WCIA tower near Seymour. Photo by RD Bennett.

Thankfully, the third and final act of the WXJ-76 relocation saga was comparatively brief and straightforward  almost anticlimactically so. In the opening weeks of 2021, as word spread through the broadcast community about the failure of NOAA’s latest noble efforts, the Champaign television station WCIA-3 reached out to NWS Lincoln. They said they might be able to find WXJ-76 some space on their 800-foot-tall tower just west of Seymour.

Subsequent negotiations between the federal NOAA office and WCIA took only a few months, with the lease being conditionally signed between all parties in March. A series of required formalities to finalize the deal  such as structural engineering checks at the site to ensure WCIA’s tower could withstand the added weight of WXJ-76’s equipment — also moved along with relative speed and ease.
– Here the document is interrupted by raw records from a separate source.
use crate::command::{
    Augment, Call, Command, Execute, Exit, ExitOnError, Message, PersistError, PushDirectory, Set,
};

/// Renders [`Command`]s as statements of one shell dialect.
///
/// Each handler returns the statement text terminated by a newline, or `None`
/// when the command has no meaning in the dialect.
pub trait CommandVisitor {
    fn on_message(&self, command: &Message) -> Option<String>;
    fn on_call(&self, command: &Call) -> Option<String>;
    fn on_execute(&self, command: &Execute) -> Option<String>;
    fn on_set(&self, command: &Set) -> Option<String>;
    fn on_augment(&self, command: &Augment) -> Option<String>;
    fn on_exit(&self, command: &Exit) -> Option<String>;
    fn on_exit_on_error(&self, command: &ExitOnError) -> Option<String>;
    fn on_echo_off(&self) -> Option<String>;
    fn on_persist_error(&self, command: &PersistError) -> Option<String>;
    fn on_push_directory(&self, command: &PushDirectory) -> Option<String>;
    fn on_pop_directory(&self) -> Option<String>;

    fn on_raw(&self, value: &str) -> Option<String> {
        Some(format!("{}\n", value.strip_suffix('\n').unwrap_or(value)))
    }

    fn accept(&self, command: &Command) -> Option<String> {
        match command {
            Command::Message(c) => self.on_message(c),
            Command::Call(c) => self.on_call(c),
            Command::Execute(c) => self.on_execute(c),
            Command::Set(c) => self.on_set(c),
            Command::Augment(c) => self.on_augment(c),
            Command::Exit(c) => self.on_exit(c),
            Command::ExitOnError(c) => self.on_exit_on_error(c),
            Command::EchoOff => self.on_echo_off(),
            Command::PersistError(c) => self.on_persist_error(c),
            Command::PushDirectory(c) => self.on_push_directory(c),
            Command::PopDirectory => self.on_pop_directory(),
            Command::Raw(value) => self.on_raw(value),
        }
    }

    /// Render a whole script.
    fn render(&self, commands: &[Command]) -> String {
        commands
            .iter()
            .filter_map(|command| self.accept(command))
            .collect()
    }
}

/// Replace every occurrence of each `(from, to)` pair, in order.
pub(crate) fn substitute(value: &str, table: &[(&str, &str)]) -> String {
    table
        .iter()
        .fold(value.to_owned(), |acc, (from, to)| acc.replace(from, to))
}
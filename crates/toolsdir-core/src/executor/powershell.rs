use std::ffi::OsString;
use std::path::Path;

use toolsdir_shell::{Command, Dialect};

use super::ShellBackend;

/// PowerShell: the script is dot-sourced by a wrapper run with `-File`.
#[derive(Debug, Default, Clone, Copy)]
pub struct PowerShellBackend;

impl ShellBackend for PowerShellBackend {
    fn dialect(&self) -> Dialect {
        Dialect::PowerShell
    }

    fn interpreter_args(&self, wrapper: &Path) -> Vec<OsString> {
        [
            "-NoLogo",
            "-NoProfile",
            "-NonInteractive",
            "-ExecutionPolicy",
            "Bypass",
            "-File",
        ]
        .into_iter()
        .map(OsString::from)
        .chain([wrapper.into()])
        .collect()
    }

    fn quote(&self, word: &str) -> String {
        format!("'{}'", word.replace('\'', "''"))
    }

    /// `$LASTEXITCODE` stays unset when the script runs no native command.
    fn preamble(&self) -> Vec<Command> {
        vec![Command::Raw("$global:LASTEXITCODE = 0".into())]
    }
}
use std::ffi::OsString;
use std::path::Path;

use toolsdir_shell::{Command, Dialect};

use super::ShellBackend;

/// bash: the script is `source`d by a wrapper run with `bash --noprofile --norc`.
#[derive(Debug, Default, Clone, Copy)]
pub struct PosixBackend;

impl ShellBackend for PosixBackend {
    fn dialect(&self) -> Dialect {
        Dialect::PosixShell
    }

    fn interpreter_args(&self, wrapper: &Path) -> Vec<OsString> {
        vec!["--noprofile".into(), "--norc".into(), wrapper.into()]
    }

    fn quote(&self, word: &str) -> String {
        format!("'{}'", word.replace('\'', r"'\''"))
    }

    /// The generated script is marked executable before it is sourced.
    fn prepare(&self, script: &Path) -> std::io::Result<()> {
        #[cfg(unix)]
        {
            use std::os::unix::fs::PermissionsExt;

            let mut permissions = std::fs::metadata(script)?.permissions();
            permissions.set_mode(permissions.mode() | 0o111);
            std::fs::set_permissions(script, permissions)?;
        }
        #[cfg(not(unix))]
        let _ = script;
        Ok(())
    }

    /// `return` is only valid in sourced files, and the wrapper is executed.
    fn epilogue(&self) -> Command {
        Command::Raw("exit 0".into())
    }
}
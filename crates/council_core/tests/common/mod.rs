#![allow(dead_code)]

use council_core::{
    Connection, DepartmentId, DirectoryService, GroupId, GroupService, LeaderboardService,
    Member, RoleService, ScoreService, SqliteDirectoryRepository, SqliteGroupRepository,
    SqliteLeaderboardRepository, SqliteRoleRepository, SqliteScoreRepository,
};

pub fn directory(conn: &Connection) -> DirectoryService<SqliteDirectoryRepository<'_>> {
    DirectoryService::new(SqliteDirectoryRepository::try_new(conn).unwrap())
}

pub fn roles(conn: &Connection) -> RoleService<SqliteRoleRepository<'_>> {
    RoleService::new(SqliteRoleRepository::try_new(conn).unwrap())
}

pub fn groups(conn: &Connection) -> GroupService<SqliteGroupRepository<'_>> {
    GroupService::new(SqliteGroupRepository::try_new(conn).unwrap())
}

pub fn scores(conn: &Connection) -> ScoreService<SqliteScoreRepository<'_>> {
    ScoreService::new(SqliteScoreRepository::try_new(conn).unwrap())
}

pub fn leaderboard(conn: &Connection) -> LeaderboardService<SqliteLeaderboardRepository<'_>> {
    LeaderboardService::new(SqliteLeaderboardRepository::try_new(conn).unwrap())
}

pub fn president(conn: &Connection) -> Member {
    directory(conn)
        .bootstrap_president("president", "The President")
        .unwrap()
        .president
}

pub fn register(conn: &Connection, handle: &str, group: Option<&str>) -> Member {
    let group_id = group.map(|name| group_id(conn, name));
    directory(conn)
        .register_member(handle, &format!("Member {handle}"), group_id)
        .unwrap()
}

pub fn department_id(conn: &Connection, name: &str) -> DepartmentId {
    directory(conn).department_by_name(name).unwrap().unwrap().id
}

pub fn group_id(conn: &Connection, name: &str) -> GroupId {
    directory(conn).group_by_name(name).unwrap().unwrap().id
}

pub fn audit_count(conn: &Connection) -> i64 {
    conn.query_row("SELECT COUNT(*) FROM role_change_logs;", [], |row| row.get(0))
        .unwrap()
}
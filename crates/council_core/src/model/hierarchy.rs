//! Hierarchy invariant checker.
//!
//! # Responsibility
//! - Decide whether a proposed role assignment or group move is compatible
//!   with the current role assignments of the whole organization.
//!
//! # Invariants
//! - At most one `DepartmentHead` per department.
//! - At most one `GroupLeader` per group.
//! - `President` is never granted or revoked through role management.
//! - Checks are pure: callers must build the snapshot inside the same
//!   write transaction that applies the accepted change.

use crate::model::member::{DepartmentId, GroupId, MemberId, Role, RoleAssignment};
use std::error::Error;
use std::fmt::{Display, Formatter};

/// Reason a proposed assignment was rejected.
#[derive(Debug, Clone, Copy, PartialEq, Eq)]
pub enum InvariantViolation {
    /// `DepartmentHead` requested without a department.
    MissingDepartment,
    /// Another member already heads the requested department.
    DepartmentHeadConflict {
        department_id: DepartmentId,
        holder_id: MemberId,
    },
    /// `GroupLeader` requested for a member who has not chosen a group.
    NoGroupAssigned,
    /// Another member already leads the group.
    GroupLeaderConflict { group_id: GroupId, holder_id: MemberId },
    /// President is granted at bootstrap only and cannot be changed here.
    ProtectedRole,
}

impl InvariantViolation {
    /// Stable code for logs and callers that branch on the kind.
    pub fn code(self) -> &'static str {
        match self {
            Self::MissingDepartment => "missing_department",
            Self::DepartmentHeadConflict { .. } => "department_head_conflict",
            Self::NoGroupAssigned => "no_group_assigned",
            Self::GroupLeaderConflict { .. } => "group_leader_conflict",
            Self::ProtectedRole => "protected_role",
        }
    }
}

impl Display for InvariantViolation {
    fn fmt(&self, f: &mut Formatter<'_>) -> std::fmt::Result {
        match self {
            Self::MissingDepartment => write!(f, "department head requires a department"),
            Self::DepartmentHeadConflict {
                department_id,
                holder_id,
            } => write!(
                f,
                "department {department_id} already has a head: {holder_id}"
            ),
            Self::NoGroupAssigned => write!(f, "group leader requires an assigned group"),
            Self::GroupLeaderConflict {
                group_id,
                holder_id,
            } => write!(f, "group {group_id} already has a leader: {holder_id}"),
            Self::ProtectedRole => write!(f, "president role cannot be changed"),
        }
    }
}

impl Error for InvariantViolation {}

/// Proposed role change for one member.
#[derive(Debug, Clone, Copy, PartialEq, Eq)]
pub struct RoleProposal {
    pub subject_id: MemberId,
    pub new_role: Role,
    pub department_id: Option<DepartmentId>,
}

/// Point-in-time view of every member's role assignment.
#[derive(Debug, Clone, Default)]
pub struct HierarchySnapshot {
    assignments: Vec<RoleAssignment>,
}

impl HierarchySnapshot {
    pub fn new(assignments: Vec<RoleAssignment>) -> Self {
        Self { assignments }
    }

    /// Returns the subject's current assignment, if the member exists.
    pub fn get(&self, member_id: MemberId) -> Option<&RoleAssignment> {
        self.assignments
            .iter()
            .find(|assignment| assignment.member_id == member_id)
    }

    /// Checks a proposed role assignment.
    ///
    /// Rules, in order:
    /// 1. the president's own role and the president role are protected;
    /// 2. a department head needs a department;
    /// 3. no other member may already head that department;
    /// 4. a group leader needs a group on the subject;
    /// 5. no other member may already lead that group.
    ///
    /// A subject missing from the snapshot is treated as having no group.
    pub fn check(&self, proposal: &RoleProposal) -> Result<(), InvariantViolation> {
        let subject = self.get(proposal.subject_id);

        if proposal.new_role == Role::President
            || subject.is_some_and(|current| current.role == Role::President)
        {
            return Err(InvariantViolation::ProtectedRole);
        }

        match proposal.new_role {
            Role::DepartmentHead => {
                let department_id = proposal
                    .department_id
                    .ok_or(InvariantViolation::MissingDepartment)?;
                if let Some(holder_id) = self.department_head_of(department_id, proposal.subject_id)
                {
                    return Err(InvariantViolation::DepartmentHeadConflict {
                        department_id,
                        holder_id,
                    });
                }
            }
            Role::GroupLeader => {
                let group_id = subject
                    .and_then(|current| current.group_id)
                    .ok_or(InvariantViolation::NoGroupAssigned)?;
                if let Some(holder_id) = self.group_leader_of(group_id, proposal.subject_id) {
                    return Err(InvariantViolation::GroupLeaderConflict {
                        group_id,
                        holder_id,
                    });
                }
            }
            Role::President | Role::Member => {}
        }

        Ok(())
    }

    /// Checks that moving `subject_id` into `group_id` keeps one leader per group.
    ///
    /// Only group leaders carry their role into the new group, so plain
    /// members and department heads always pass.
    pub fn check_group_move(
        &self,
        subject_id: MemberId,
        group_id: GroupId,
    ) -> Result<(), InvariantViolation> {
        let is_leader = self
            .get(subject_id)
            .is_some_and(|current| current.role == Role::GroupLeader);
        if !is_leader {
            return Ok(());
        }
        match self.group_leader_of(group_id, subject_id) {
            Some(holder_id) => Err(InvariantViolation::GroupLeaderConflict {
                group_id,
                holder_id,
            }),
            None => Ok(()),
        }
    }

    fn department_head_of(
        &self,
        department_id: DepartmentId,
        excluding: MemberId,
    ) -> Option<MemberId> {
        self.assignments
            .iter()
            .find(|other| {
                other.member_id != excluding
                    && other.role == Role::DepartmentHead
                    && other.department_id == Some(department_id)
            })
            .map(|other| other.member_id)
    }

    fn group_leader_of(&self, group_id: GroupId, excluding: MemberId) -> Option<MemberId> {
        self.assignments
            .iter()
            .find(|other| {
                other.member_id != excluding
                    && other.role == Role::GroupLeader
                    && other.group_id == Some(group_id)
            })
            .map(|other| other.member_id)
    }
}

#[cfg(test)]
mod tests {
    use super::{HierarchySnapshot, InvariantViolation, RoleProposal};
    use crate::model::member::{Role, RoleAssignment};
    use uuid::Uuid;

    fn assignment(role: Role) -> RoleAssignment {
        RoleAssignment {
            member_id: Uuid::new_v4(),
            role,
            department_id: None,
            group_id: None,
        }
    }

    fn propose(subject: &RoleAssignment, role: Role) -> RoleProposal {
        RoleProposal {
            subject_id: subject.member_id,
            new_role: role,
            department_id: None,
        }
    }

    #[test]
    fn department_head_without_department_is_rejected() {
        let subject = assignment(Role::Member);
        let snapshot = HierarchySnapshot::new(vec![subject]);

        let err = snapshot
            .check(&propose(&subject, Role::DepartmentHead))
            .unwrap_err();
        assert_eq!(err, InvariantViolation::MissingDepartment);
    }

    #[test]
    fn second_department_head_conflicts_but_reconfirming_holder_passes() {
        let department_id = Uuid::new_v4();
        let mut head = assignment(Role::DepartmentHead);
        head.department_id = Some(department_id);
        let challenger = assignment(Role::Member);
        let snapshot = HierarchySnapshot::new(vec![head, challenger]);

        let mut proposal = propose(&challenger, Role::DepartmentHead);
        proposal.department_id = Some(department_id);
        assert_eq!(
            snapshot.check(&proposal).unwrap_err(),
            InvariantViolation::DepartmentHeadConflict {
                department_id,
                holder_id: head.member_id,
            }
        );

        let mut same_holder = propose(&head, Role::DepartmentHead);
        same_holder.department_id = Some(department_id);
        assert!(snapshot.check(&same_holder).is_ok());
    }

    #[test]
    fn group_leader_requires_group_and_single_holder() {
        let group_id = Uuid::new_v4();
        let no_group = assignment(Role::Member);
        let mut leader = assignment(Role::GroupLeader);
        leader.group_id = Some(group_id);
        let mut peer = assignment(Role::Member);
        peer.group_id = Some(group_id);
        let snapshot = HierarchySnapshot::new(vec![no_group, leader, peer]);

        assert_eq!(
            snapshot
                .check(&propose(&no_group, Role::GroupLeader))
                .unwrap_err(),
            InvariantViolation::NoGroupAssigned
        );
        assert_eq!(
            snapshot.check(&propose(&peer, Role::GroupLeader)).unwrap_err(),
            InvariantViolation::GroupLeaderConflict {
                group_id,
                holder_id: leader.member_id,
            }
        );
    }

    #[test]
    fn president_is_protected_both_ways() {
        let president = assignment(Role::President);
        let member = assignment(Role::Member);
        let snapshot = HierarchySnapshot::new(vec![president, member]);

        assert_eq!(
            snapshot.check(&propose(&member, Role::President)).unwrap_err(),
            InvariantViolation::ProtectedRole
        );
        assert_eq!(
            snapshot.check(&propose(&president, Role::Member)).unwrap_err(),
            InvariantViolation::ProtectedRole
        );
    }

    #[test]
    fn demotion_always_passes() {
        let mut head = assignment(Role::DepartmentHead);
        head.department_id = Some(Uuid::new_v4());
        let snapshot = HierarchySnapshot::new(vec![head]);

        assert!(snapshot.check(&propose(&head, Role::Member)).is_ok());
    }

    #[test]
    fn group_move_only_constrains_leaders() {
        let target = Uuid::new_v4();
        let mut sitting = assignment(Role::GroupLeader);
        sitting.group_id = Some(target);
        let mut mover = assignment(Role::GroupLeader);
        mover.group_id = Some(Uuid::new_v4());
        let plain = assignment(Role::Member);
        let snapshot = HierarchySnapshot::new(vec![sitting, mover, plain]);

        assert!(matches!(
            snapshot.check_group_move(mover.member_id, target),
            Err(InvariantViolation::GroupLeaderConflict { .. })
        ));
        assert!(snapshot.check_group_move(plain.member_id, target).is_ok());
    }
}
Any day now, WXJ-76 should finally resume its continuous broadcast signal, bringing tens of thousands of Central Illinois weather radios back to life, providing all within earshot with instant alerts for meteorological dangers and other potential catastrophes.

“We are very happy to see that this outage will be coming to an end soon,” says Miller, with the characteristic, stoic understatement of a public servant in the sciences. With continued luck, those in the Champaign area with weather radios may have only a few more days before they reap the benefits of his team’s perseverance.